[WORKING DATA — start]

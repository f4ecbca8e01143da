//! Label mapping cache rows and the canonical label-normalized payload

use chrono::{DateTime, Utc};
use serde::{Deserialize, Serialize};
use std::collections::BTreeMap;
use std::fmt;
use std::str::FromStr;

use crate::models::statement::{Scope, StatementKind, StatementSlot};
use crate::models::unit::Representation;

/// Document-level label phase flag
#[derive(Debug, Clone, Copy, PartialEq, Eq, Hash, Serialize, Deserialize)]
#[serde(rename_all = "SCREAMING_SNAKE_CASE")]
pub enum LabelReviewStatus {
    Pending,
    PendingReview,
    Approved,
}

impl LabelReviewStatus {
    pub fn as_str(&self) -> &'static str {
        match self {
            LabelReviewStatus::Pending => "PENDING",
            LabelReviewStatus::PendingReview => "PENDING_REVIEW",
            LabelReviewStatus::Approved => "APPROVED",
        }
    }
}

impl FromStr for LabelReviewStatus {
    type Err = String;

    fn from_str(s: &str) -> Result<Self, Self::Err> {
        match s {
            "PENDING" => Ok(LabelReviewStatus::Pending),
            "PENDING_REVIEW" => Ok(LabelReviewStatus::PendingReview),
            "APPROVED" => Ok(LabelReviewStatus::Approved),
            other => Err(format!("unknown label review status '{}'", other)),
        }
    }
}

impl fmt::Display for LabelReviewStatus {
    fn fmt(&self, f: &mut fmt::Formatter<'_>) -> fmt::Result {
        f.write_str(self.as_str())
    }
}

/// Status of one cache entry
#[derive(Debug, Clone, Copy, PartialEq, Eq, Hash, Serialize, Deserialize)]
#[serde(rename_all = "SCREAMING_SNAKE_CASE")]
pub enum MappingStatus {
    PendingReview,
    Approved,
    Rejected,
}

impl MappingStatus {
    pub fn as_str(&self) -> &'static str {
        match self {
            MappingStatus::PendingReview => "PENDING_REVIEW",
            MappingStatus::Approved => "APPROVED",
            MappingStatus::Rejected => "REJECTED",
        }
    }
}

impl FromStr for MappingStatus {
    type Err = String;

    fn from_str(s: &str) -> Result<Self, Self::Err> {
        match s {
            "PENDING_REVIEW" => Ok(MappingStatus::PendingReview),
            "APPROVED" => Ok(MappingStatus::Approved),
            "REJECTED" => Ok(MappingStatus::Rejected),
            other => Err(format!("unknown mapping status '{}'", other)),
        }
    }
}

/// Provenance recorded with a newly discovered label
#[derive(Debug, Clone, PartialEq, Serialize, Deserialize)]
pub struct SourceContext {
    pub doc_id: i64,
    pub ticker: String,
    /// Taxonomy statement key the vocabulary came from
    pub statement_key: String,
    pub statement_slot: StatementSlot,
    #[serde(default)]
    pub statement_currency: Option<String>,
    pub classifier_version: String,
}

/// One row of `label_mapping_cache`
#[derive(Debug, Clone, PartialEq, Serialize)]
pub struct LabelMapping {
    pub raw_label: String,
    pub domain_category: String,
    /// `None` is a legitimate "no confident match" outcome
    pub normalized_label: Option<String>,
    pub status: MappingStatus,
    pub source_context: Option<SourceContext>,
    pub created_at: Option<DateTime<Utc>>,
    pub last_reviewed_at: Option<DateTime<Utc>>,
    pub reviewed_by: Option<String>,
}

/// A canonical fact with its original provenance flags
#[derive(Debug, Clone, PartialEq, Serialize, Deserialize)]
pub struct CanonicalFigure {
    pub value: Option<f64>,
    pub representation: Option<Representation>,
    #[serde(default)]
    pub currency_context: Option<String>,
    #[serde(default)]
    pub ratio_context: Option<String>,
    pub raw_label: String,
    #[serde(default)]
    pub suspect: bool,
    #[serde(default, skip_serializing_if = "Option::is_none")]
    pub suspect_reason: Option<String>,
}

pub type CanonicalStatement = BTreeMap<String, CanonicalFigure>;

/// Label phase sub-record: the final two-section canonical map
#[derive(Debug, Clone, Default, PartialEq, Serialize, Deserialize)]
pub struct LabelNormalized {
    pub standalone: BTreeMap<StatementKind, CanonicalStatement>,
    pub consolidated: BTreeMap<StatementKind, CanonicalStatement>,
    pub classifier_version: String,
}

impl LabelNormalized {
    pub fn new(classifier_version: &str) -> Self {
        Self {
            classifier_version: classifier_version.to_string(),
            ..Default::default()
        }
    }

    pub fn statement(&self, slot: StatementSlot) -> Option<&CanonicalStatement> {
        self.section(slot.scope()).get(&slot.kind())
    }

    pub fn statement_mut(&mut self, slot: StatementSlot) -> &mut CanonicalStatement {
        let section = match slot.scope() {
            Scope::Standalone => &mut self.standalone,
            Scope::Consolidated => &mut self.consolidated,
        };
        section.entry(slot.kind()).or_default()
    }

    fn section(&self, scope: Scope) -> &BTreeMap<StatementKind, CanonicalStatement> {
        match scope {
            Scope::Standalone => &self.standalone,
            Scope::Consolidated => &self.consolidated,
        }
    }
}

[WORKING DATA — finish]

WORK REQUIRED:
An exact copy of every line above is needed.

TASK SOLUTION:
repository f4ecbca8e01143da
//! Label mapping cache rows and the canonical label-normalized payload

use chrono::{DateTime, Utc};
use serde::{Deserialize, Serialize};
use std::collections::BTreeMap;
use std::fmt;
use std::str::FromStr;

use crate::models::statement::{Scope, StatementKind, StatementSlot};
use crate::models::unit::Representation;

/// Document-level label phase flag
#[derive(Debug, Clone, Copy, PartialEq, Eq, Hash, Serialize, Deserialize)]
#[serde(rename_all = "SCREAMING_SNAKE_CASE")]
pub enum LabelReviewStatus {
    Pending,
    PendingReview,
    Approved,
}

impl LabelReviewStatus {
    pub fn as_str(&self) -> &'static str {
        match self {
            LabelReviewStatus::Pending => "PENDING",
            LabelReviewStatus::PendingReview => "PENDING_REVIEW",
            LabelReviewStatus::Approved => "APPROVED",
        }
    }
}

impl FromStr for LabelReviewStatus {
    type Err = String;

    fn from_str(s: &str) -> Result<Self, Self::Err> {
        match s {
            "PENDING" => Ok(LabelReviewStatus::Pending),
            "PENDING_REVIEW" => Ok(LabelReviewStatus::PendingReview),
            "APPROVED" => Ok(LabelReviewStatus::Approved),
            other => Err(format!("unknown label review status '{}'", other)),
        }
    }
}

impl fmt::Display for LabelReviewStatus {
    fn fmt(&self, f: &mut fmt::Formatter<'_>) -> fmt::Result {
        f.write_str(self.as_str())
    }
}

/// Status of one cache entry
#[derive(Debug, Clone, Copy, PartialEq, Eq, Hash, Serialize, Deserialize)]
#[serde(rename_all = "SCREAMING_SNAKE_CASE")]
pub enum MappingStatus {
    PendingReview,
    Approved,
    Rejected,
}

impl MappingStatus {
    pub fn as_str(&self) -> &'static str {
        match self {
            MappingStatus::PendingReview => "PENDING_REVIEW",
            MappingStatus::Approved => "APPROVED",
            MappingStatus::Rejected => "REJECTED",
        }
    }
}

impl FromStr for MappingStatus {
    type Err = String;

    fn from_str(s: &str) -> Result<Self, Self::Err> {
        match s {
            "PENDING_REVIEW" => Ok(MappingStatus::PendingReview),
            "APPROVED" => Ok(MappingStatus::Approved),
            "REJECTED" => Ok(MappingStatus::Rejected),
            other => Err(format!("unknown mapping status '{}'", other)),
        }
    }
}

/// Provenance recorded with a newly discovered label
#[derive(Debug, Clone, PartialEq, Serialize, Deserialize)]
pub struct SourceContext {
    pub doc_id: i64,
    pub ticker: String,
    /// Taxonomy statement key the vocabulary came from
    pub statement_key: String,
    pub statement_slot: StatementSlot,
    #[serde(default)]
    pub statement_currency: Option<String>,
    pub classifier_version: String,
}

/// One row of `label_mapping_cache`
#[derive(Debug, Clone, PartialEq, Serialize)]
pub struct LabelMapping {
    pub raw_label: String,
    pub domain_category: String,
    /// `None` is a legitimate "no confident match" outcome
    pub normalized_label: Option<String>,
    pub status: MappingStatus,
    pub source_context: Option<SourceContext>,
    pub created_at: Option<DateTime<Utc>>,
    pub last_reviewed_at: Option<DateTime<Utc>>,
    pub reviewed_by: Option<String>,
}

/// A canonical fact with its original provenance flags
#[derive(Debug, Clone, PartialEq, Serialize, Deserialize)]
pub struct CanonicalFigure {
    pub value: Option<f64>,
    pub representation: Option<Representation>,
    #[serde(default)]
    pub currency_context: Option<String>,
    #[serde(default)]
    pub ratio_context: Option<String>,
    pub raw_label: String,
    #[serde(default)]
    pub suspect: bool,
    #[serde(default, skip_serializing_if = "Option::is_none")]
    pub suspect_reason: Option<String>,
}

pub type CanonicalStatement = BTreeMap<String, CanonicalFigure>;

/// Label phase sub-record: the final two-section canonical map
#[derive(Debug, Clone, Default, PartialEq, Serialize, Deserialize)]
pub struct LabelNormalized {
    pub standalone: BTreeMap<StatementKind, CanonicalStatement>,
    pub consolidated: BTreeMap<StatementKind, CanonicalStatement>,
    pub classifier_version: String,
}

impl LabelNormalized {
    pub fn new(classifier_version: &str) -> Self {
        Self {
            classifier_version: classifier_version.to_string(),
            ..Default::default()
        }
    }

    pub fn statement(&self, slot: StatementSlot) -> Option<&CanonicalStatement> {
        self.section(slot.scope()).get(&slot.kind())
    }

    pub fn statement_mut(&mut self, slot: StatementSlot) -> &mut CanonicalStatement {
        let section = match slot.scope() {
            Scope::Standalone => &mut self.standalone,
            Scope::Consolidated => &mut self.consolidated,
        };
        section.entry(slot.kind()).or_default()
    }

    fn section(&self, scope: Scope) -> &BTreeMap<StatementKind, CanonicalStatement> {
        match scope {
            Scope::Standalone => &self.standalone,
            Scope::Consolidated => &self.consolidated,
        }
    }
}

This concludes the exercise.